Republicans and Democrats share the same reflex—suspicion of authority—though aiming it in different directions. But reciprocal accountability only happens when people get truth about all elites, their conspiracies or human failings. It takes courage to step up and reveal shenanigans of the mighty. Whistle-blowers are our paladins and they need more protection.
That doesn't mean all secrecy is evil, or that all revelations are justified. But this News Corp. scandal shows us the future. Only fools will proceed into the 21st century without constantly asking: "What will happen to us if this thing we're doing appears on page one?"
You point to the group of hackers calling themselves Anonymous as an example of how such posturing becomes a problem. How so?
Hacking has become associated with romantic anti-authoritarianism by bright, privileged guys who themselves represent an elite of technical competence. In these situations self-righteousness generally trumps everything else. Thus, when Anonymous went after the banks that cut off credit to WikiLeaks, they were in turn attacked by so-called "patriotic hackers." Each side styles itself as the brave defender of goodness, pouring light upon evil. And each feels justified in evading light aimed at them. Ironic? It's human. Only now it may lead to tit-for-tat cyber wars that drag us all in, without our say-so, with the real players masked.
In a further irony, hacker groups are always ripe to be suborned by those with real power. What would you do if you were the National Security Agency? You'd set up dummy memberships in Anonymous.
No. If reciprocal accountability is the essential ingredient of the Enlightenment, then instead of silly gestures, what you want is revelation. Julian Assange's Wikileaks organization did that. And now we get the biggest irony of all. Sure, those 250,000 leaked U.S. State Department cables exposed a few minor embarrassments.
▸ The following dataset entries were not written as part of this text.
pub mod ask;
pub mod compare_periods;
pub mod session;
pub mod top_supervisors;

use ask::AskParams;
use compare_periods::ComparePeriodsParams;
use rmcp::handler::server::tool::ToolRouter;
use rmcp::handler::server::wrapper::Parameters;
use rmcp::{tool, tool_handler, tool_router, ServerHandler};
use serde_json::json;
use session::{ClearSessionParams, SessionHistoryParams};
use std::sync::Arc;
use top_supervisors::TopSupervisorsParams;

use lema::agent::AnalyticsAgent;
use lema::analysis::{AnalysisError, QueryOutcome};
use lema::config::LemaConfig;

const DEFAULT_SESSION: &str = "default";

/// The lema MCP tool handler. Holds the shared analytics agent and config and
/// exposes every tool via the `#[tool_router]` macro.
#[derive(Clone)]
pub struct LemaTools {
    tool_router: ToolRouter<Self>,
    agent: Arc<AnalyticsAgent>,
    config: Arc<LemaConfig>,
}

impl LemaTools {
    /// Run `f` against the agent on the blocking pool. Model calls and SQLite
    /// queries are synchronous.
    async fn blocking<T, F>(&self, f: F) -> Result<T, String>
    where
        F: FnOnce(&AnalyticsAgent) -> T + Send + 'static,
        T: Send + 'static,
    {
        let agent = Arc::clone(&self.agent);
        tokio::task::spawn_blocking(move || f(&agent))
            .await
            .map_err(|e| format!("analysis task failed: {e}"))
    }
}

/// `{"success": true, "data": [...]}` or `{"success": false, "error": "..."}`.
fn outcome_json(result: Result<QueryOutcome, AnalysisError>) -> Result<String, String> {
    let value = match result {
        Ok(outcome) => json!({
            "success": true,
            "data": outcome.data,
            "query": outcome.query.sql,
        }),
        Err(e) => json!({ "success": false, "error": e.to_string() }),
    };
    serde_json::to_string(&value).map_err(|e| format!("serialization failed: {e}"))
}

#[tool_router]
impl LemaTools {
    pub fn new(agent: Arc<AnalyticsAgent>, config: Arc<LemaConfig>) -> Self {
        Self {
            tool_router: Self::tool_router(),
            agent,
            config,
        }
    }

    /// Answer a natural-language question about the transcripts.
    #[tool(description = "Ask a question in Spanish about collection-call transcripts. Extracts the topic (lema) and period, runs the analysis and returns data, insights and a conversational reply.")]
    async fn ask(&self, Parameters(params): Parameters<AskParams>) -> Result<String, String> {
        if params.question.trim().is_empty() {
            return Err("question must not be empty".into());
        }

        let session = params
            .session_id
            .unwrap_or_else(|| DEFAULT_SESSION.to_string());
        tracing::info!(session = %session, question_len = params.question.len(), "ask called");

        let question = params.question;
        let response = self
            .blocking(move |agent| agent.ask(&session, &question))
            .await?;

        serde_json::to_string(&response).map_err(|e| format!("serialization failed: {e}"))
    }

    /// Dataset-wide totals.
    #[tool(description = "General statistics over all transcripts: total records, distinct days, date range, regions, supervisors, average duration and customer turns.")]
    async fn general_stats(&self) -> Result<String, String> {
        tracing::info!("general_stats called");
        let result = self.blocking(|agent| agent.engine().general_stats()).await?;
        outcome_json(result)
    }

    #[tool(description = "Compare case counts and average duration for a topic between two months (YYYY-MM), with percent variation.")]
    async fn compare_periods(
        &self,
        Parameters(params): Parameters<ComparePeriodsParams>,
    ) -> Result<String, String> {
        tracing::info!(
            topic = %params.topic,
            period1 = %params.period1,
            period2 = %params.period2,
            "compare_periods called"
        );
        let result = self
            .blocking(move |agent| {
                agent
                    .engine()
                    .compare_periods(&params.topic, &params.period1, &params.period2)
            })
            .await?;
        outcome_json(result)
    }

    #[tool(description = "Rank supervisors by number of transcripts matching a topic.")]
    async fn top_supervisors(
        &self,
        Parameters(params): Parameters<TopSupervisorsParams>,
    ) -> Result<String, String> {
        let limit = params
            .limit
            .unwrap_or(self.config.analysis.supervisor_limit)
            .max(1);
        tracing::info!(topic = %params.topic, limit, "top_supervisors called");

        let result = self
            .blocking(move |agent| agent.engine().top_supervisors(&params.topic, limit))
            .await?;
        outcome_json(result)
    }

    /// Conversation history of a session.
    #[tool(description = "Get the conversation history of a session, oldest first.")]
    async fn session_history(
        &self,
        Parameters(params): Parameters<SessionHistoryParams>,
    ) -> Result<String, String> {
        let limit = params.limit.unwrap_or(self.config.session.history_limit);
        let history = self.agent.sessions().history(&params.session_id, Some(limit));

        Ok(json!({
            "session_id": params.session_id,
            "total_messages": history.len(),
            "summary": self.agent.sessions().summary(&params.session_id),
            "history": history,
        })
        .to_string())
    }

    #[tool(description = "Delete a conversation session and its context.")]
    async fn clear_session(
        &self,
        Parameters(params): Parameters<ClearSessionParams>,
    ) -> Result<String, String> {
        self.agent.sessions().clear_session(&params.session_id);
        Ok(json!({
            "success": true,
            "message": format!("Sesión {} limpiada", params.session_id),
        })
        .to_string())
    }

    /// Topics answered from the built-in vocabulary.
    #[tool(description = "List the topics (lemas) the system recognizes without calling the language model.")]
    async fn list_topics(&self) -> Result<String, String> {
        let topics = self.agent.extractor().known_topics();
        Ok(json!({ "total": topics.len(), "topics": topics }).to_string())
    }
}

#[tool_handler]
impl ServerHandler for LemaTools {
    fn get_info(&self) -> rmcp::model::ServerInfo {
        rmcp::model::ServerInfo {
            instructions: Some(
                "lema answers questions about collection-call transcripts. Use ask for \
                 natural-language analysis, compare_periods and top_supervisors for \
                 targeted queries, and general_stats for dataset totals."
                    .into(),
            ),
            capabilities: rmcp::model::ServerCapabilities::builder()
                .enable_tools()
                .build(),
            ..Default::default()
        }
    }
}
But in fact, as Assange recently admitted, the main effect was to boost the U.S. government's reputation at a critical time among young activists of the recent "Arab Spring" by revealing how many of our foreign service officers candidly despised the dictators they had to deal with. The leaks helped to damp any anti-U.S. flavor to the Arab revolutions. Surely not Assange's intent.
That's not to say the next spill won't reveal dastardly things. The State Department survived a tsunami of revelation because there wasn't much there. Fine. But smart folks will learn a vital lesson—to prepare for a more transparent world.
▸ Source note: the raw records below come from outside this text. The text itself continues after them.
//! SQL DDL for the transcript store.
//!
//! Defines `transcripciones_procesadas` (one row per processed collection call)
//! and `schema_meta`. All DDL uses `IF NOT EXISTS` for idempotent initialization.

use rusqlite::Connection;

/// Schema version written on first initialization.
pub const SCHEMA_VERSION: u32 = 1;

const SCHEMA_SQL: &str = r#"
-- Processed call transcripts
CREATE TABLE IF NOT EXISTS transcripciones_procesadas (
    uid TEXT PRIMARY KEY,
    fecha TEXT NOT NULL,
    region TEXT,
    supervisor TEXT,
    temas_detectados TEXT,
    duracion_seg REAL,
    num_turnos_cliente INTEGER,
    lemas TEXT NOT NULL DEFAULT ''
);

CREATE INDEX IF NOT EXISTS idx_transcripciones_fecha ON transcripciones_procesadas(fecha);
CREATE INDEX IF NOT EXISTS idx_transcripciones_supervisor ON transcripciones_procesadas(supervisor);
CREATE INDEX IF NOT EXISTS idx_transcripciones_region ON transcripciones_procesadas(region);

-- Schema metadata
CREATE TABLE IF NOT EXISTS schema_meta (
    key TEXT PRIMARY KEY,
    value TEXT NOT NULL
);
"#;

/// Initialize all schema tables. Idempotent (uses IF NOT EXISTS).
pub fn init_schema(conn: &Connection) -> rusqlite::Result<()> {
    conn.execute_batch(SCHEMA_SQL)?;

    conn.execute(
        "INSERT OR IGNORE INTO schema_meta (key, value) VALUES ('schema_version', ?1)",
        [SCHEMA_VERSION.to_string()],
    )?;

    Ok(())
}

/// Read the stored schema version.
pub fn get_schema_version(conn: &Connection) -> rusqlite::Result<u32> {
    conn.query_row(
        "SELECT value FROM schema_meta WHERE key = 'schema_version'",
        [],
        |row| {
            let val: String = row.get(0)?;
            Ok(val.parse::<u32>().unwrap_or(0))
        },
    )
}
And make your enemies come to the same understanding.
So hackers like Anonymous and LulzSec and whistle-blowers like Wikileaks are in a way redefining privacy using different approaches. Posturing aside, does hacking (computers, networks, phones or otherwise) have a legitimate role in society?
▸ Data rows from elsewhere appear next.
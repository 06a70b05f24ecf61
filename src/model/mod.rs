//! Generative model backends used for topic extraction.
//!
//! Provides the [`LanguageModel`] trait with a local Ollama implementation and a
//! cloud Gemini implementation. The backend is created once via [`create_backend`]
//! from configuration; it is never switched per request.

pub mod gemini;
pub mod ollama;

use std::sync::LazyLock;

use anyhow::Result;
use regex::Regex;
use serde::Deserialize;

use crate::config::ModelConfig;

/// Confidence assigned when the topic had to be scraped out of malformed output.
pub const SCRAPED_CONFIDENCE: f64 = 0.7;

/// Confidence assumed when the model omits it.
pub const DEFAULT_CONFIDENCE: f64 = 0.8;

static TOPIC_FIELD_RE: LazyLock<Regex> = LazyLock::new(|| {
    Regex::new(r#""(?:topic|lema)"\s*:\s*"([^"]+)""#).expect("valid topic field regex")
});

/// Sampling knobs passed to every backend.
#[derive(Debug, Clone, Copy, PartialEq)]
pub struct GenerationOptions {
    pub temperature: f32,
    pub max_tokens: u32,
}

impl From<&ModelConfig> for GenerationOptions {
    fn from(config: &ModelConfig) -> Self {
        Self {
            temperature: config.temperature,
            max_tokens: config.max_tokens,
        }
    }
}

/// Why a backend call produced no usable text.
#[derive(Debug, thiserror::Error)]
pub enum ModelError {
    #[error("model transport error: {0}")]
    Transport(#[from] reqwest::Error),
    #[error("model returned HTTP {0}")]
    Status(u16),
    #[error("no API key configured for {0}")]
    MissingApiKey(&'static str),
    #[error("model response is missing field `{0}`")]
    MissingField(&'static str),
}

/// A topic as proposed by the model, before normalization.
#[derive(Debug, Clone, PartialEq, Deserialize)]
pub struct ModelTopic {
    #[serde(alias = "lema")]
    pub topic: String,
    #[serde(alias = "confianza", default = "default_confidence")]
    pub confidence: f64,
}

fn default_confidence() -> f64 {
    DEFAULT_CONFIDENCE
}

/// A text-generation backend.
///
/// Calls are blocking; async callers should use `tokio::task::spawn_blocking`.
pub trait LanguageModel: Send + Sync {
    /// Short backend name for logs.
    fn name(&self) -> &'static str;

    /// Send `prompt` and return the raw completion text.
    fn complete(&self, prompt: &str, options: &GenerationOptions) -> Result<String, ModelError>;

    /// Whether the backend answers at all.
    fn is_available(&self) -> bool;

    /// Ask for a `{topic, confidence}` object. Transport failures and unparsable
    /// output are logged and reported as `None`.
    fn generate(&self, prompt: &str, options: &GenerationOptions) -> Option<ModelTopic> {
        match self.complete(prompt, options) {
            Ok(raw) => {
                let parsed = parse_topic_response(&raw);
                if parsed.is_none() {
                    tracing::warn!(backend = self.name(), raw = %raw, "unparsable model output");
                }
                parsed
            }
            Err(e) => {
                tracing::warn!(backend = self.name(), error = %e, "model call failed");
                None
            }
        }
    }
}

/// Parse model output into a [`ModelTopic`].
///
/// Strips markdown code fences, tries strict JSON, then falls back to scraping the
/// topic field with a fixed [`SCRAPED_CONFIDENCE`].
pub fn parse_topic_response(raw: &str) -> Option<ModelTopic> {
    let cleaned = raw.replace("```json", "").replace("```", "");
    let cleaned = cleaned.trim();

    match serde_json::from_str::<ModelTopic>(cleaned) {
        Ok(mut parsed) => {
            parsed.confidence = parsed.confidence.clamp(0.0, 1.0);
            Some(parsed)
        }
        Err(_) => TOPIC_FIELD_RE.captures(cleaned).map(|caps| ModelTopic {
            topic: caps[1].to_string(),
            confidence: SCRAPED_CONFIDENCE,
        }),
    }
}

/// Create the configured backend.
///
/// Supported providers: `"ollama"` and `"gemini"`.
pub fn create_backend(config: &ModelConfig) -> Result<Box<dyn LanguageModel>> {
    match config.provider.as_str() {
        "ollama" => Ok(Box::new(ollama::OllamaBackend::new(config)?)),
        "gemini" => Ok(Box::new(gemini::GeminiBackend::new(config)?)),
        other => anyhow::bail!("unknown model provider: {other}. Supported: ollama, gemini"),
    }
}

/// Build the blocking HTTP client shared by the backends.
fn http_client(config: &ModelConfig) -> Result<reqwest::blocking::Client> {
    use anyhow::Context;

    reqwest::blocking::Client::builder()
        .timeout(std::time::Duration::from_secs(config.timeout_secs))
        .build()
        .context("failed to build HTTP client")
}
Look, the odds have always been stacked against freedom, against the Enlightenment experiment. The normal condition—top-down tyranny—may return, enhanced by brutally efficient surveillance technologies. I suppose if that happens, our hope may lie with "cyberpunks" skulking and undermining the tyrants from within.
Alas, though, I doubt many of today's romantic, attention-seeking hackers will be around. Any real dictatorship will gather them up, in a trice. No, if despotism looms, our heroes will be those who quietly developed their skills without ego or grandstanding.
As it happens, we're not in a tyranny, but [rather] a vastly intricate, awkwardly immature, intermediate-stage Enlightenment that may finish off tyranny forever—if we can innovate the right set of tools, skills and attitudes. Refining reciprocal accountability will take skill and goodwill and negotiation, a willingness to face complexity, not the drug high of indignation. But above all, it will take the courage to face a world filled with light.